The instrumental variables (IV) estimation technique using the two-stage least squares (2SLS) is used to estimate the three models of health outcomes to find the effect of public health spending on health. The choice of this estimator is based on two reasons. First, the instrumental variable approach is a useful tool in addressing possible simultaneity issues (Green 2003; Gujarati 2004). Health outcomes, public spending, and income are considered endogenous based on the extant literature on the theme. Secondly, it addresses the problem of measurement errors in the variables (Filmer and Pritchett 1999; Green 2003; Gujarati 2004). A major pre-condition in the IV estimation is that the instruments should be able to explain the variations in the regressors (instrumented variables). However, the error term and the instruments should be uncorrelated (Green 2003; Gujarati 2004).

Even though the instrumental variable procedure provides consistent estimates and serves as a good avenue to solve simultaneity issues, measurement errors, and omitted variable bias, its efficiency and reliability depend on the validity and the appropriateness of the instruments used (Green 2003; Gujarati 2004). One of the practical difficulties in implementing IV estimations in general is associated with obtaining good instruments that explain the variations in the instrumented regressors but uncorrelated with the error term. Invalid or bad instruments may produce unreliable estimates than the conventional OLS (Makuta and O’Hare 2015). Therefore, identification test using the Hansen J statistic is used to test how well our chosen instruments perform. The Hansen J statistic tests the null hypothesis that the instruments used in the model are valid so that rejecting the null hypothesis is an indication of invalid instruments.

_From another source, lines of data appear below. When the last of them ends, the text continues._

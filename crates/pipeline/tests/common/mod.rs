//! Fakes for every pipeline collaborator plus a harness wiring them to the
//! in-memory store and queue.

#![allow(dead_code)]

use std::collections::VecDeque;
use std::path::{Path, PathBuf};
use std::sync::atomic::{AtomicU32, AtomicUsize, Ordering};
use std::sync::{Arc, Mutex};
use std::time::Duration;

use async_trait::async_trait;
use carlitos_core::ffmpeg::FfmpegError;
use carlitos_core::pose::{index, Landmark, LANDMARK_COUNT};
use carlitos_core::retry::RetryPolicy;
use carlitos_pipeline::decoder::{DecodeError, DecodedFrame, FrameReader, VideoDecoder};
use carlitos_pipeline::detector::{DetectorError, PoseDetector, PoseDetectorProvider};
use carlitos_pipeline::extractor::LandmarkExtractor;
use carlitos_pipeline::feedback::FeedbackService;
use carlitos_pipeline::job::AnalysisJobRunner;
use carlitos_pipeline::knowledge::StaticKnowledgeBase;
use carlitos_pipeline::llm::{LanguageModel, LlmError};
use carlitos_pipeline::memory::{MemoryAnalysisStore, MemoryJobQueue};
use carlitos_pipeline::queue::{AnalysisRequest, Delivery, JobQueue, QueueError};
use carlitos_pipeline::service::AnalysisService;
use carlitos_pipeline::storage::{StagedVideo, StorageError, VideoStorage};
use carlitos_pipeline::store::VideoRef;
use image::RgbImage;
use uuid::Uuid;

// ---------------------------------------------------------------------------
// Landmarks
// ---------------------------------------------------------------------------

/// A full landmark set with the right leg bent at exactly 90 degrees.
///
/// Every other joint collapses onto one point, so only the right knee
/// angle is defined.
pub fn right_knee_pose(knee_visibility: f64) -> Vec<Landmark> {
    let mut landmarks = vec![Landmark::new(0.5, 0.5, 0.0, 1.0); LANDMARK_COUNT];
    landmarks[index::RIGHT_HIP] = Landmark::new(0.5, 0.4, 0.0, 1.0);
    landmarks[index::RIGHT_KNEE] = Landmark::new(0.5, 0.5, 0.0, knee_visibility);
    landmarks[index::RIGHT_ANKLE] = Landmark::new(0.6, 0.5, 0.0, 1.0);
    landmarks
}

// ---------------------------------------------------------------------------
// Storage
// ---------------------------------------------------------------------------

/// Stages an empty temporary file per fetch and remembers where.
#[derive(Default)]
pub struct FakeStorage {
    staged: Mutex<Vec<PathBuf>>,
    failures: AtomicU32,
}

impl FakeStorage {
    /// Fail the next `n` fetches with a transport error.
    pub fn fail_next(&self, n: u32) {
        self.failures.store(n, Ordering::SeqCst);
    }

    pub fn staged_paths(&self) -> Vec<PathBuf> {
        self.staged.lock().unwrap().clone()
    }
}

#[async_trait]
impl VideoStorage for FakeStorage {
    async fn fetch(&self, key: &str) -> Result<StagedVideo, StorageError> {
        let remaining = self.failures.load(Ordering::SeqCst);
        if remaining > 0 {
            self.failures.store(remaining - 1, Ordering::SeqCst);
            return Err(StorageError::Transport(format!("connection reset fetching {key}")));
        }
        let file = tempfile::NamedTempFile::new()?;
        let path = file.into_temp_path();
        self.staged.lock().unwrap().push(path.to_path_buf());
        Ok(StagedVideo::Temporary(path))
    }
}

// ---------------------------------------------------------------------------
// Decoder
// ---------------------------------------------------------------------------

#[derive(Clone, Copy)]
pub enum DecoderMode {
    Frames(u64),
    /// The file has no video stream.
    NoVideoStream,
}

pub struct FakeDecoder {
    mode: Mutex<DecoderMode>,
    pub opened: AtomicUsize,
}

impl FakeDecoder {
    pub fn new(mode: DecoderMode) -> Self {
        Self {
            mode: Mutex::new(mode),
            opened: AtomicUsize::new(0),
        }
    }

    pub fn set_mode(&self, mode: DecoderMode) {
        *self.mode.lock().unwrap() = mode;
    }
}

struct FakeFrameReader {
    next: u64,
    total: u64,
}

#[async_trait]
impl FrameReader for FakeFrameReader {
    async fn next_frame(&mut self) -> Result<Option<DecodedFrame>, DecodeError> {
        if self.next >= self.total {
            return Ok(None);
        }
        let index = self.next;
        self.next += 1;
        Ok(Some(DecodedFrame {
            index,
            timestamp: index as f64 / 30.0,
            image: RgbImage::new(4, 4),
        }))
    }
}

#[async_trait]
impl VideoDecoder for FakeDecoder {
    async fn open(&self, path: &Path) -> Result<Box<dyn FrameReader>, DecodeError> {
        assert!(path.exists(), "decoder opened a path that was not staged");
        self.opened.fetch_add(1, Ordering::SeqCst);
        match *self.mode.lock().unwrap() {
            DecoderMode::Frames(total) => Ok(Box::new(FakeFrameReader { next: 0, total })),
            DecoderMode::NoVideoStream => Err(DecodeError::Ffmpeg(FfmpegError::NoVideoStream)),
        }
    }
}

// ---------------------------------------------------------------------------
// Detector
// ---------------------------------------------------------------------------

type PoseFn = dyn Fn(u64) -> Option<Vec<Landmark>> + Send + Sync;

/// Detector whose output is a function of the frame index.
pub struct FakeDetectorProvider {
    pose: Arc<PoseFn>,
    init_failures: AtomicU32,
    pub created: AtomicUsize,
}

impl FakeDetectorProvider {
    pub fn new(pose: impl Fn(u64) -> Option<Vec<Landmark>> + Send + Sync + 'static) -> Self {
        Self {
            pose: Arc::new(pose),
            init_failures: AtomicU32::new(0),
            created: AtomicUsize::new(0),
        }
    }

    /// Fail the next `n` session creations.
    pub fn fail_init(&self, n: u32) {
        self.init_failures.store(n, Ordering::SeqCst);
    }
}

struct FakeDetector {
    pose: Arc<PoseFn>,
}

#[async_trait]
impl PoseDetector for FakeDetector {
    async fn detect(
        &mut self,
        frame: &DecodedFrame,
    ) -> Result<Option<Vec<Landmark>>, DetectorError> {
        Ok((self.pose)(frame.index))
    }
}

#[async_trait]
impl PoseDetectorProvider for FakeDetectorProvider {
    async fn create(&self) -> Result<Box<dyn PoseDetector>, DetectorError> {
        self.created.fetch_add(1, Ordering::SeqCst);
        let remaining = self.init_failures.load(Ordering::SeqCst);
        if remaining > 0 {
            self.init_failures.store(remaining - 1, Ordering::SeqCst);
            return Err(DetectorError::Unavailable("model failed to load".into()));
        }
        Ok(Box::new(FakeDetector {
            pose: Arc::clone(&self.pose),
        }))
    }
}

// ---------------------------------------------------------------------------
// Language model
// ---------------------------------------------------------------------------

pub const FEEDBACK_JSON: &str = r#"{
    "strengths": ["Stable base"],
    "weaknesses": ["Late preparation"],
    "tips": ["Turn the shoulders earlier"],
    "focus_area": "Footwork",
    "recommended_drills": []
}"#;

/// Scripted responses, then [`FEEDBACK_JSON`] once the script runs out.
#[derive(Default)]
pub struct FakeLlm {
    script: Mutex<VecDeque<Result<String, LlmError>>>,
    prompts: Mutex<Vec<String>>,
}

impl FakeLlm {
    pub fn push(&self, response: Result<String, LlmError>) {
        self.script.lock().unwrap().push_back(response);
    }

    pub fn calls(&self) -> usize {
        self.prompts.lock().unwrap().len()
    }

    pub fn last_prompt(&self) -> Option<String> {
        self.prompts.lock().unwrap().last().cloned()
    }
}

#[async_trait]
impl LanguageModel for FakeLlm {
    async fn generate_structured(
        &self,
        prompt: &str,
        _schema: &serde_json::Value,
    ) -> Result<String, LlmError> {
        self.prompts.lock().unwrap().push(prompt.to_string());
        self.script
            .lock()
            .unwrap()
            .pop_front()
            .unwrap_or_else(|| Ok(FEEDBACK_JSON.to_string()))
    }
}

// ---------------------------------------------------------------------------
// Queue
// ---------------------------------------------------------------------------

/// A queue whose broker cannot be reached.
#[derive(Default)]
pub struct UnavailableQueue {
    pub attempts: AtomicUsize,
}

impl UnavailableQueue {
    fn refuse<T>(&self) -> Result<T, QueueError> {
        self.attempts.fetch_add(1, Ordering::SeqCst);
        Err(QueueError::Unavailable("connection refused".into()))
    }
}

#[async_trait]
impl JobQueue for UnavailableQueue {
    async fn enqueue(&self, _request: AnalysisRequest, _delay: Duration) -> Result<(), QueueError> {
        self.refuse()
    }

    async fn claim(&self, _lease: Duration) -> Result<Option<Delivery>, QueueError> {
        self.refuse()
    }

    async fn extend_claim(&self, _delivery: &Delivery, _lease: Duration) -> Result<(), QueueError> {
        self.refuse()
    }

    async fn ack(&self, _delivery: &Delivery) -> Result<(), QueueError> {
        self.refuse()
    }

    async fn retry_later(
        &self,
        _delivery: &Delivery,
        _attempt: i32,
        _delay: Duration,
    ) -> Result<(), QueueError> {
        self.refuse()
    }

    async fn pending_count(&self) -> Result<i64, QueueError> {
        self.refuse()
    }
}

// ---------------------------------------------------------------------------
// Harness
// ---------------------------------------------------------------------------

pub const LEASE: Duration = Duration::from_secs(1800);

pub struct Harness {
    pub store: Arc<MemoryAnalysisStore>,
    pub queue: Arc<MemoryJobQueue>,
    pub storage: Arc<FakeStorage>,
    pub decoder: Arc<FakeDecoder>,
    pub detectors: Arc<FakeDetectorProvider>,
    pub llm: Arc<FakeLlm>,
    pub runner: AnalysisJobRunner,
    pub service: AnalysisService,
}

impl Harness {
    /// `frames` decoded frames, every one showing `pose(index)`.
    pub fn new(
        frames: u64,
        pose: impl Fn(u64) -> Option<Vec<Landmark>> + Send + Sync + 'static,
    ) -> Self {
        Self::with_store(Arc::new(MemoryAnalysisStore::new()), frames, pose)
    }

    pub fn with_store(
        store: Arc<MemoryAnalysisStore>,
        frames: u64,
        pose: impl Fn(u64) -> Option<Vec<Landmark>> + Send + Sync + 'static,
    ) -> Self {
        let queue = Arc::new(MemoryJobQueue::new());
        let storage = Arc::new(FakeStorage::default());
        let decoder = Arc::new(FakeDecoder::new(DecoderMode::Frames(frames)));
        let detectors = Arc::new(FakeDetectorProvider::new(pose));
        let llm = Arc::new(FakeLlm::default());

        let extractor = Arc::new(LandmarkExtractor::new(
            storage.clone(),
            decoder.clone(),
            detectors.clone(),
        ));
        let runner = AnalysisJobRunner::new(
            store.clone(),
            extractor,
            RetryPolicy::fixed(3, Duration::from_secs(5)),
            LEASE,
        );
        let feedback = FeedbackService::new(
            store.clone(),
            Arc::new(StaticKnowledgeBase::default()),
            llm.clone(),
        );
        let service = AnalysisService::new(store.clone(), queue.clone(), feedback);

        Self {
            store,
            queue,
            storage,
            decoder,
            detectors,
            llm,
            runner,
            service,
        }
    }

    /// A service over the harness store that schedules through `queue`.
    pub fn service_with_queue(&self, queue: Arc<dyn JobQueue>) -> AnalysisService {
        let feedback = FeedbackService::new(
            self.store.clone(),
            Arc::new(StaticKnowledgeBase::default()),
            self.llm.clone(),
        );
        AnalysisService::new(self.store.clone(), queue, feedback)
    }

    /// Register a stored video and return its id.
    pub fn add_video(&self, stroke_type: Option<&str>) -> Uuid {
        let id = Uuid::new_v4();
        self.store.insert_video(VideoRef {
            id,
            storage_path: format!("videos/{id}.mp4"),
            stroke_type: stroke_type.map(str::to_string),
        });
        id
    }
}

Regarding instrumentation, lags of public health expenditure and per capita income, and demography (population aged 65 years or higher) are used as instruments for public health expenditure and income. We assume that health outcomes, public health expenditure, and income are simultaneously determined. Here, public health expenditure and income could explain variations in health outcomes. At the same, health outcomes may also explain the changes that occur in income and government expenditure on health, and empirical evidence supports this view. Therefore, one-year lag of public health expenditure and real per capita income, and demography (i.e., share of population aged 65 years or higher) are used as instruments. The reason being that the previous year’s spending and income could explain current health outcomes (mortality and life expectancy). On the contrary, currently observed health outcomes would not explain past levels of income and government spending on health. Arguably, this study also posits that ageing influences healthcare expenditure and per capita income but does not explain currently observed health outcomes. These assumptions form the basis for the instruments selected. We estimate all models using OLS after which the 2SLS estimator is employed. As a robustness check, the models are also estimated using the Autoregressive Distributed Lag (ARDL) and the Fully Modified OLS (FM-OLS) estimators in a cointegration context.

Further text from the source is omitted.